++++ PROVIDED INFORMATION
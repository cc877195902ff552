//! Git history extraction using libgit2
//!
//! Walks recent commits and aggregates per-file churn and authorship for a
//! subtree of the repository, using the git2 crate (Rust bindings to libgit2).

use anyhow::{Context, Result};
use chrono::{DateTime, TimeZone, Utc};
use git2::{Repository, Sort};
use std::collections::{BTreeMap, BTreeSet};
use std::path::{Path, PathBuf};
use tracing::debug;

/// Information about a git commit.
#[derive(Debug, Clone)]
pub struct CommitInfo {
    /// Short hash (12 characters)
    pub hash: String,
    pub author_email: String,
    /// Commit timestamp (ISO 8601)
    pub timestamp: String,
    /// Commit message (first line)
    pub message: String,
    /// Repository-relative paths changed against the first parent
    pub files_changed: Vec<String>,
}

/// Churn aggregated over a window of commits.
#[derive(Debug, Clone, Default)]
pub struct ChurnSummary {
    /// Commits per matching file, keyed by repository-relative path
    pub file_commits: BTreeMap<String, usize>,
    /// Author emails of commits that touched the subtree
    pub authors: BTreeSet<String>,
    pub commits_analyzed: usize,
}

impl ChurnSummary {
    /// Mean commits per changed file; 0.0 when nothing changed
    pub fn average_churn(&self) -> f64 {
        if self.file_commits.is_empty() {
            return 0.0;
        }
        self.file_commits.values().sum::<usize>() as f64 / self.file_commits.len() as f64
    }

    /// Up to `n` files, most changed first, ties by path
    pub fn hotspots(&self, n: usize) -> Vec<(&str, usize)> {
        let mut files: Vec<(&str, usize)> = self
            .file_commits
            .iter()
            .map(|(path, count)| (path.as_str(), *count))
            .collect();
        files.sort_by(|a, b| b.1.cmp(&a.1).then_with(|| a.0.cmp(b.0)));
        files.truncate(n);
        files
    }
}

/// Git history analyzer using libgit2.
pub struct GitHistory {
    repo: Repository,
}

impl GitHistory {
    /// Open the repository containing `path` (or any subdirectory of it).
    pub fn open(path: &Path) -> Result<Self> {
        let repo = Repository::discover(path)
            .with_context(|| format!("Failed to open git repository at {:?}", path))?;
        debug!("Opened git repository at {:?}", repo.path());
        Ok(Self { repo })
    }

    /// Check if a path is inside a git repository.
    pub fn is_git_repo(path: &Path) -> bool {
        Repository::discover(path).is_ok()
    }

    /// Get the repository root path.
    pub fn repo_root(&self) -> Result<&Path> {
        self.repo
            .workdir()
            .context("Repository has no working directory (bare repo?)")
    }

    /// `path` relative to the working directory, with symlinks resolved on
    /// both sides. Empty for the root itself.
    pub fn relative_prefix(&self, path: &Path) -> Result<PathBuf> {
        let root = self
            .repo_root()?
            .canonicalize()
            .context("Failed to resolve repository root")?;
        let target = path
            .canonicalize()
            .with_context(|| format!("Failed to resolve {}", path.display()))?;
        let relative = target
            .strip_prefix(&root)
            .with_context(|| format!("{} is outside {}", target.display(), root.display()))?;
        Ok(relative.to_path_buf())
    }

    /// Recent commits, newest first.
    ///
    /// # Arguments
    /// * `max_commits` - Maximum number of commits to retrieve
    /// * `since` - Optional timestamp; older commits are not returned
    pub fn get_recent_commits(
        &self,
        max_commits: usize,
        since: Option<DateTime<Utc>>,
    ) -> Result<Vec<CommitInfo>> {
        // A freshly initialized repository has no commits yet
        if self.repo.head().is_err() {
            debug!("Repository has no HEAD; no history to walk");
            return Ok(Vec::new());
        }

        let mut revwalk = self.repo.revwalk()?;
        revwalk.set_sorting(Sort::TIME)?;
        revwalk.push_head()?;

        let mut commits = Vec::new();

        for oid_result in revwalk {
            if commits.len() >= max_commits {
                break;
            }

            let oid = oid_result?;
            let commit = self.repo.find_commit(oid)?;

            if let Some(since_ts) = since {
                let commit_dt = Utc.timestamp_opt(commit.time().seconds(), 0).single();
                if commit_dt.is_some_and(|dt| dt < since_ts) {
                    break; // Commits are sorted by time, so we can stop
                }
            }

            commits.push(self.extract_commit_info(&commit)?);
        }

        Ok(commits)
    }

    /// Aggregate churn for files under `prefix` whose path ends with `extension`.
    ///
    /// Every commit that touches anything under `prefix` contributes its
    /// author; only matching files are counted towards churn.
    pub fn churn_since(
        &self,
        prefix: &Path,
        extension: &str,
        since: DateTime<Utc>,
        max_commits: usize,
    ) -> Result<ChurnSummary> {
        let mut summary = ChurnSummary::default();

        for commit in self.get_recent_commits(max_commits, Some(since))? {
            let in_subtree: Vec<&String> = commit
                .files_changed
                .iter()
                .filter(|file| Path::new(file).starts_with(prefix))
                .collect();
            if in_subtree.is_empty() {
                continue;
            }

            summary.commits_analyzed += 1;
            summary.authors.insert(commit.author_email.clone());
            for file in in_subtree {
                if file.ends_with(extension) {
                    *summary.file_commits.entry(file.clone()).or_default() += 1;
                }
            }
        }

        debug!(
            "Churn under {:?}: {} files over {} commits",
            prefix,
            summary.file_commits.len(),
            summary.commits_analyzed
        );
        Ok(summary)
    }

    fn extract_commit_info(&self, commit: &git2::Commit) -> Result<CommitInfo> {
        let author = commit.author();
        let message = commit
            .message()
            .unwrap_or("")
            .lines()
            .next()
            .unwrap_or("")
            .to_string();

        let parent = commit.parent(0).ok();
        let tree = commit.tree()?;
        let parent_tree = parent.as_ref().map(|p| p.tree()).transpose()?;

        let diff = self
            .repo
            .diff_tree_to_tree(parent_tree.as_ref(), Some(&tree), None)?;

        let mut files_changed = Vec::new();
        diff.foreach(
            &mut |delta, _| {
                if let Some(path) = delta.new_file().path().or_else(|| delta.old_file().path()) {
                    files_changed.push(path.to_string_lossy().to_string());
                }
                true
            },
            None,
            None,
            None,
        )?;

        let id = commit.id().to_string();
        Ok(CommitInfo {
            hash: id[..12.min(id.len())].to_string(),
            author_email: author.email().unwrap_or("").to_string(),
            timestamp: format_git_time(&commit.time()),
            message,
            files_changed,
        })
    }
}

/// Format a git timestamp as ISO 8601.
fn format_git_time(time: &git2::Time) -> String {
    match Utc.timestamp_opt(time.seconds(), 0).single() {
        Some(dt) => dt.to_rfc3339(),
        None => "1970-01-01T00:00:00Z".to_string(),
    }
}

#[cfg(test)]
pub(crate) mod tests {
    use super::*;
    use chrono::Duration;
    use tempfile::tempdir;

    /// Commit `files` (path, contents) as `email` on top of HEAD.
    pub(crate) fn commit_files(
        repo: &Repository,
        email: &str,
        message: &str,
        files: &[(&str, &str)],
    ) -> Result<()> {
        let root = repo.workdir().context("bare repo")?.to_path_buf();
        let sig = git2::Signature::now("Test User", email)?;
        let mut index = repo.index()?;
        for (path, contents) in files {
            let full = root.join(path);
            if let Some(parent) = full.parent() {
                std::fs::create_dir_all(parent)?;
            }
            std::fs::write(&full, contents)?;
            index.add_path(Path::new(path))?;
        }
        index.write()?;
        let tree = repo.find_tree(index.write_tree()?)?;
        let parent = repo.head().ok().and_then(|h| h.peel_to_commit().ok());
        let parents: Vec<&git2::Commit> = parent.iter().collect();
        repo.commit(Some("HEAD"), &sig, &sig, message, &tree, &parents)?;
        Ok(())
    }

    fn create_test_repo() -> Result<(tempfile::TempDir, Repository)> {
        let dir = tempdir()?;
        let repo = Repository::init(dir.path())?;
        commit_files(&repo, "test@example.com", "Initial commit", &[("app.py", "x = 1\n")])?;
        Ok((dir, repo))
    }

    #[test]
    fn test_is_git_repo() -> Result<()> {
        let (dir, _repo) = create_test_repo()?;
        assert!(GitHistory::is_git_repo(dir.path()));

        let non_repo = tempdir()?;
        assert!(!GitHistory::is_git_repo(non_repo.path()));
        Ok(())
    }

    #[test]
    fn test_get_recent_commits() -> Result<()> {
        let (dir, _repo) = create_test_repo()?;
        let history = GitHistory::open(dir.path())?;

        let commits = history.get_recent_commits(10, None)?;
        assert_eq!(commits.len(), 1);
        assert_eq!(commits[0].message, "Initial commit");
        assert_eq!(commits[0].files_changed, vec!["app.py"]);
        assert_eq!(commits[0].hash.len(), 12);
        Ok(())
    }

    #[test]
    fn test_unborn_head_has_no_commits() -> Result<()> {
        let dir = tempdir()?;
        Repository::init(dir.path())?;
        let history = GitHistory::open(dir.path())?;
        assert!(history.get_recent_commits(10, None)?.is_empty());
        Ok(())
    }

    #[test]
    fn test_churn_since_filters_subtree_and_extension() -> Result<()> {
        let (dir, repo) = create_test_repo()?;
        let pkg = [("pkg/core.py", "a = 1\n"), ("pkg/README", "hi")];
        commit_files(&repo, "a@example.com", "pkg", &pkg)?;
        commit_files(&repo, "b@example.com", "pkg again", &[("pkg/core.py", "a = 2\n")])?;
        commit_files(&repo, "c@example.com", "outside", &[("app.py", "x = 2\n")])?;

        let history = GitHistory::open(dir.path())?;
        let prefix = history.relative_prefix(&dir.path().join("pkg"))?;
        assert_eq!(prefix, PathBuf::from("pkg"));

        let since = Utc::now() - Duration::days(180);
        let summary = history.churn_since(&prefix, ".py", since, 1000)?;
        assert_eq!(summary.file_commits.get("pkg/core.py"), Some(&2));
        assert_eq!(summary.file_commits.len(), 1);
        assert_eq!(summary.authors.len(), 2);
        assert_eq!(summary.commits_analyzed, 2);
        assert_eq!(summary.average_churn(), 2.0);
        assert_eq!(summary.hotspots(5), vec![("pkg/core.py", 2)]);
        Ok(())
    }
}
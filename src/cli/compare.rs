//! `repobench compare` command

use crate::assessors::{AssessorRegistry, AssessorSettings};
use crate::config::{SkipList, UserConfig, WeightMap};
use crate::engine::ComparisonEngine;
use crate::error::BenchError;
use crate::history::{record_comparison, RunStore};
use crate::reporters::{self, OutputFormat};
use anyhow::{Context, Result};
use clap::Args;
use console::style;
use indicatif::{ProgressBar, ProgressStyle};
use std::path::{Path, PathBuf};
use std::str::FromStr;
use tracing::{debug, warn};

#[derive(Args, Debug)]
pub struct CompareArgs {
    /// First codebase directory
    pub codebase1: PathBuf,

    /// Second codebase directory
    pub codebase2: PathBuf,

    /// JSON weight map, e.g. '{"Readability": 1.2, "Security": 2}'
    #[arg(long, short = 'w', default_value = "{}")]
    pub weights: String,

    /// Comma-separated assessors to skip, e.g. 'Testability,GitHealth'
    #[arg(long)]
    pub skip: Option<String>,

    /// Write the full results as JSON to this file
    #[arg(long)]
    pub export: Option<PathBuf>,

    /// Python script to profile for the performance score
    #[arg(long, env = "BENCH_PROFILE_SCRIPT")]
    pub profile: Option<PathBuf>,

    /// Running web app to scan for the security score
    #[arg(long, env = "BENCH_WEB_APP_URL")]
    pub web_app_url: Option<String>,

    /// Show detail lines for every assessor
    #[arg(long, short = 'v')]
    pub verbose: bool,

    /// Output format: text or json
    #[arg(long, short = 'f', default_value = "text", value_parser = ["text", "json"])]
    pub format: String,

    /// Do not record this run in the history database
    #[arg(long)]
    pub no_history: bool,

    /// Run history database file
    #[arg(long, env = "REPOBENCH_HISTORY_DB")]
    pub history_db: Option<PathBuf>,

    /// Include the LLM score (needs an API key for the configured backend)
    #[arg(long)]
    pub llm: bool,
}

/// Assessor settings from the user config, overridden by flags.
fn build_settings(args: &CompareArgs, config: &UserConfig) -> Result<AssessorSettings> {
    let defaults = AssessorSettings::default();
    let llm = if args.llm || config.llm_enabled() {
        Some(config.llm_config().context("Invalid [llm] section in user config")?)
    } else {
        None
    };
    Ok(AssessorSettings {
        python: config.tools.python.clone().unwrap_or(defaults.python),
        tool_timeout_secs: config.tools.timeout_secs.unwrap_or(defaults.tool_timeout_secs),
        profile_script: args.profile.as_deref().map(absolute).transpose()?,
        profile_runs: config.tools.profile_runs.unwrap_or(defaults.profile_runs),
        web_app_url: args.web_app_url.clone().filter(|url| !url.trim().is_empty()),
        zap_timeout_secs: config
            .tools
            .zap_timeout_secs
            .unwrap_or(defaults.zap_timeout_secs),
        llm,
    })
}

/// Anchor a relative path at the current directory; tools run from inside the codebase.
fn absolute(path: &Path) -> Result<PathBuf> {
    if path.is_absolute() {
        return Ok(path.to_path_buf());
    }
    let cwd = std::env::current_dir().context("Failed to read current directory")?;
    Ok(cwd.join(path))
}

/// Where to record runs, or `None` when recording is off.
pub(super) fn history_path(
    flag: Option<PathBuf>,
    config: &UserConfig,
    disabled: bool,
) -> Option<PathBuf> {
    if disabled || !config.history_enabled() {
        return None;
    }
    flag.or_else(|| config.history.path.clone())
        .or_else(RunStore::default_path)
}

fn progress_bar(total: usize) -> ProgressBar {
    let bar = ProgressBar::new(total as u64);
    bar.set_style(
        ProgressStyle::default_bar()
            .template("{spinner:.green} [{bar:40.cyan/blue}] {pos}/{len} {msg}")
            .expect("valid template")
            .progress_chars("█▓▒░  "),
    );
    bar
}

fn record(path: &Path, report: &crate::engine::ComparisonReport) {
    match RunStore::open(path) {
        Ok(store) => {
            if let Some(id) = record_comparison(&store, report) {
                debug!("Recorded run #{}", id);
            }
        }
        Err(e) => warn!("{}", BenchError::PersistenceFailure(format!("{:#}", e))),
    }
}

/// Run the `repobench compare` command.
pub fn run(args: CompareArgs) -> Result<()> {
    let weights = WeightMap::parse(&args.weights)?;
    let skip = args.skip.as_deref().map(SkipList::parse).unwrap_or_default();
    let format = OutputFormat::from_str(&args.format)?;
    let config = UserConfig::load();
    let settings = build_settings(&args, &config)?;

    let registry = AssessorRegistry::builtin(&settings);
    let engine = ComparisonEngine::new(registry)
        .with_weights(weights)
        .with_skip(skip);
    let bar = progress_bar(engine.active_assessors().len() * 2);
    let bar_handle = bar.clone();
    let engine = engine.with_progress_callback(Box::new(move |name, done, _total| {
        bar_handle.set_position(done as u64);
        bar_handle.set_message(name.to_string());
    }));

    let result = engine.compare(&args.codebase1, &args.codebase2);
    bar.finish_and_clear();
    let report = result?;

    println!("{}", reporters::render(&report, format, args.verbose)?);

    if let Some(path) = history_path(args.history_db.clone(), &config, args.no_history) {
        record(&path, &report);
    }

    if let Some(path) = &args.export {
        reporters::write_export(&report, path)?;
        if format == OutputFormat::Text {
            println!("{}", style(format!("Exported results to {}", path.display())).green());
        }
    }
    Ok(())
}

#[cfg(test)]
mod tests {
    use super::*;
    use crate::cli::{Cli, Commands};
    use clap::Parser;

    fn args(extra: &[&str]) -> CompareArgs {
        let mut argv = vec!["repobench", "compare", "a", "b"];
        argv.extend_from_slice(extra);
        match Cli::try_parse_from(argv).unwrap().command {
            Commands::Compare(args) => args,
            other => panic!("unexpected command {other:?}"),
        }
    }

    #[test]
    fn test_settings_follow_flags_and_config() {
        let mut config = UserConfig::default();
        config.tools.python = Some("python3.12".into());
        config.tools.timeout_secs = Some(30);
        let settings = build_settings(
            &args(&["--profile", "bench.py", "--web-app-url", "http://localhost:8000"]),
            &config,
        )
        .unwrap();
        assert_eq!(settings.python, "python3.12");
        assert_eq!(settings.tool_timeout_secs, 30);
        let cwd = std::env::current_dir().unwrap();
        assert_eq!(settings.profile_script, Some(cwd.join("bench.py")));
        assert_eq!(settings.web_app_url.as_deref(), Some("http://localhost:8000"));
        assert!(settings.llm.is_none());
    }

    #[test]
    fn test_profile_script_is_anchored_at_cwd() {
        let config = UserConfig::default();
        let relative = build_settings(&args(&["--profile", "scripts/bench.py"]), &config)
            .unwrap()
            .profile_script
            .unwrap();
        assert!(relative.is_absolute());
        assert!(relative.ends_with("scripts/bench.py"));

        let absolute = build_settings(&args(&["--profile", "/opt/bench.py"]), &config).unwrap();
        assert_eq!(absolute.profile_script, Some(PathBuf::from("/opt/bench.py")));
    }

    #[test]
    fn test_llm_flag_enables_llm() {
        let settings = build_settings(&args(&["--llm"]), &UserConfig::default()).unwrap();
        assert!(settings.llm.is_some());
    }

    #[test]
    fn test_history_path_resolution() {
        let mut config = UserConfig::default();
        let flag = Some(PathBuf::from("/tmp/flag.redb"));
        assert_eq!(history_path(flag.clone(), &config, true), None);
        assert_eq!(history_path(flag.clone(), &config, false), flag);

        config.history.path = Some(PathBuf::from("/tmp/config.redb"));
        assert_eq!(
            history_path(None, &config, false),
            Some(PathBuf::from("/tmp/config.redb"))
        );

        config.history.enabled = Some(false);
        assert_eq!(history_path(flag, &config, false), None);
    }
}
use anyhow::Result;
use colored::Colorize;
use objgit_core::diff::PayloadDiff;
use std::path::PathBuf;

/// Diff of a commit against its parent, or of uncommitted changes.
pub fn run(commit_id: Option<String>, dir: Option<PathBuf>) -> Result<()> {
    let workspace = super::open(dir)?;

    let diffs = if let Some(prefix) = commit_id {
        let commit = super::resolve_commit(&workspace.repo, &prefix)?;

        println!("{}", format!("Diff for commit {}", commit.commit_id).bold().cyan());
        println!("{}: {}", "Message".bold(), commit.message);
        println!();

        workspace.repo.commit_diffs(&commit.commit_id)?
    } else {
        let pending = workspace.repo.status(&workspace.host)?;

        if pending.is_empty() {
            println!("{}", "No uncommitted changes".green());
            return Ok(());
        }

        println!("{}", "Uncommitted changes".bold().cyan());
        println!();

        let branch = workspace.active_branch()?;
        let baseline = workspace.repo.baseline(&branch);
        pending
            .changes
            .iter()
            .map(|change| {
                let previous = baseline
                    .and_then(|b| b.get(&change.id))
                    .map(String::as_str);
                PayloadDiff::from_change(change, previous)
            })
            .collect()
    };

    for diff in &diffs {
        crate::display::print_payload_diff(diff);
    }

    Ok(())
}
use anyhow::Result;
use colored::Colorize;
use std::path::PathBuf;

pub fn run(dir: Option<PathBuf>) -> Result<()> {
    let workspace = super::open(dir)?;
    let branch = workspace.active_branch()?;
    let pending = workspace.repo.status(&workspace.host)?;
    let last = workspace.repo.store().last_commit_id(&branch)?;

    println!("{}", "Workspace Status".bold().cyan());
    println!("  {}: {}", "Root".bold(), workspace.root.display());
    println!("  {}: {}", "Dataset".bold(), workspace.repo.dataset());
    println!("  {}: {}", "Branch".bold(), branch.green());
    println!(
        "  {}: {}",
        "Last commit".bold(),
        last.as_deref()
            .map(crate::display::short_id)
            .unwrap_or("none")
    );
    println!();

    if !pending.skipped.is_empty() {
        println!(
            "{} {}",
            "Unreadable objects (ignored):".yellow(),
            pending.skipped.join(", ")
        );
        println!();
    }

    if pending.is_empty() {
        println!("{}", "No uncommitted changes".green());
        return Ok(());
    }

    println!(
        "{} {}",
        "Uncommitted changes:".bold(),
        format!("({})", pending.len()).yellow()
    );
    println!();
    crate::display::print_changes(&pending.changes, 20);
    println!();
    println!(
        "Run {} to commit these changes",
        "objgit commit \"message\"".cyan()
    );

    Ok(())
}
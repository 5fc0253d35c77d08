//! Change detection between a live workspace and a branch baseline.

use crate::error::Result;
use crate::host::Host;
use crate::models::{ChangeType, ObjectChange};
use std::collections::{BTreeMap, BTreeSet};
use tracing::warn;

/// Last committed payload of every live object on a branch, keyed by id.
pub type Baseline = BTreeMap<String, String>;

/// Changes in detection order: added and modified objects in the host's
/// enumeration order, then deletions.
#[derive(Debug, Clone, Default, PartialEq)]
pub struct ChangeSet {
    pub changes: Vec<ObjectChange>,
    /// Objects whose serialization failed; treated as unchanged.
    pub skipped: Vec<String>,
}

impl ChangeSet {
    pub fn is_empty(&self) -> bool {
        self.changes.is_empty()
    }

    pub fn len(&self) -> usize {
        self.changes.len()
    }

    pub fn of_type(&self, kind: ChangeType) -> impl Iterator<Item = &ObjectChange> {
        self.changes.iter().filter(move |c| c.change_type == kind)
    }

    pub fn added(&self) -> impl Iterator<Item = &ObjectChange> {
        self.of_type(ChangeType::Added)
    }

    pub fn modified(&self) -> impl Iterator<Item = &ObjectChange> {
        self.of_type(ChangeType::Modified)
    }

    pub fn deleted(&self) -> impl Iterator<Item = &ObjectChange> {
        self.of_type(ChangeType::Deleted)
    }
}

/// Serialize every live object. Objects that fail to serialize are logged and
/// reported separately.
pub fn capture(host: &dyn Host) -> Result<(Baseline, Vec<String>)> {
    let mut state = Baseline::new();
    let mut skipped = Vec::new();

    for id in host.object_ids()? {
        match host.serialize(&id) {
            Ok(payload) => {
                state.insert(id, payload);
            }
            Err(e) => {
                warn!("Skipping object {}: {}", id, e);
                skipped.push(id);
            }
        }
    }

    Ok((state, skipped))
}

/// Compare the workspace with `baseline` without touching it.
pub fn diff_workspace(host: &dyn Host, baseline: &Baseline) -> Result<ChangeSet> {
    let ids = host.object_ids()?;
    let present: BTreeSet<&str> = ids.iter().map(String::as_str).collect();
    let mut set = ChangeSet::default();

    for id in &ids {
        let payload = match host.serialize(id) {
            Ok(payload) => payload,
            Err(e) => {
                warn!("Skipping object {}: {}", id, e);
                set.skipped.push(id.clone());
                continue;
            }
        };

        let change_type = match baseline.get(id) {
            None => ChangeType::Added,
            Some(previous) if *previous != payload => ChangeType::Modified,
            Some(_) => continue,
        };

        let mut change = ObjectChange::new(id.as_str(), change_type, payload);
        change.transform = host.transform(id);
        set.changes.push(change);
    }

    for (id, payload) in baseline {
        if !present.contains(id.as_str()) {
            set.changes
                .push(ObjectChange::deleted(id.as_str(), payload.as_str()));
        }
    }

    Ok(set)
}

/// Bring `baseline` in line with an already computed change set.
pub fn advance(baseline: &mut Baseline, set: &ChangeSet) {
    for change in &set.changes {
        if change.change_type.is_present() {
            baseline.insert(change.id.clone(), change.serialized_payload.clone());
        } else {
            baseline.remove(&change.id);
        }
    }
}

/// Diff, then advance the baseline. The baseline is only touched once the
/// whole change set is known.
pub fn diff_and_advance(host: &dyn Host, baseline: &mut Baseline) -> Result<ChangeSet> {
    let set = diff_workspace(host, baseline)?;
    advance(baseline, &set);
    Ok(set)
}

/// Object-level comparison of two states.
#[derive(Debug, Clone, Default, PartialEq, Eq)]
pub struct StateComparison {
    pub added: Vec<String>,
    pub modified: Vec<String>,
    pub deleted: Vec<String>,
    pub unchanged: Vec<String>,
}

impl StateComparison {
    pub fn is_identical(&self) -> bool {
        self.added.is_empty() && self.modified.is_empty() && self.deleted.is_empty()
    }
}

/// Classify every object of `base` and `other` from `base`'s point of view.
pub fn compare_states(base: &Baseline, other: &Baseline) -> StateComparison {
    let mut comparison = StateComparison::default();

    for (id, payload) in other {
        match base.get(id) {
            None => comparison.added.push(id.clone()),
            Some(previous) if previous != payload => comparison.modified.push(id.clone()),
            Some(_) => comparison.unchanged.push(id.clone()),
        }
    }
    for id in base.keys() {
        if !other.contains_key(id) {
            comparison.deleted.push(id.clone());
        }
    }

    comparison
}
++++++++
> **YOUR GOAL**
Select and copy each line from the data that includes the word "score".

> **ANSWER FOR THE TASK**
    /// Python script to profile for the performance score
    /// Running web app to scan for the security score
    /// Include the LLM score (needs an API key for the configured backend)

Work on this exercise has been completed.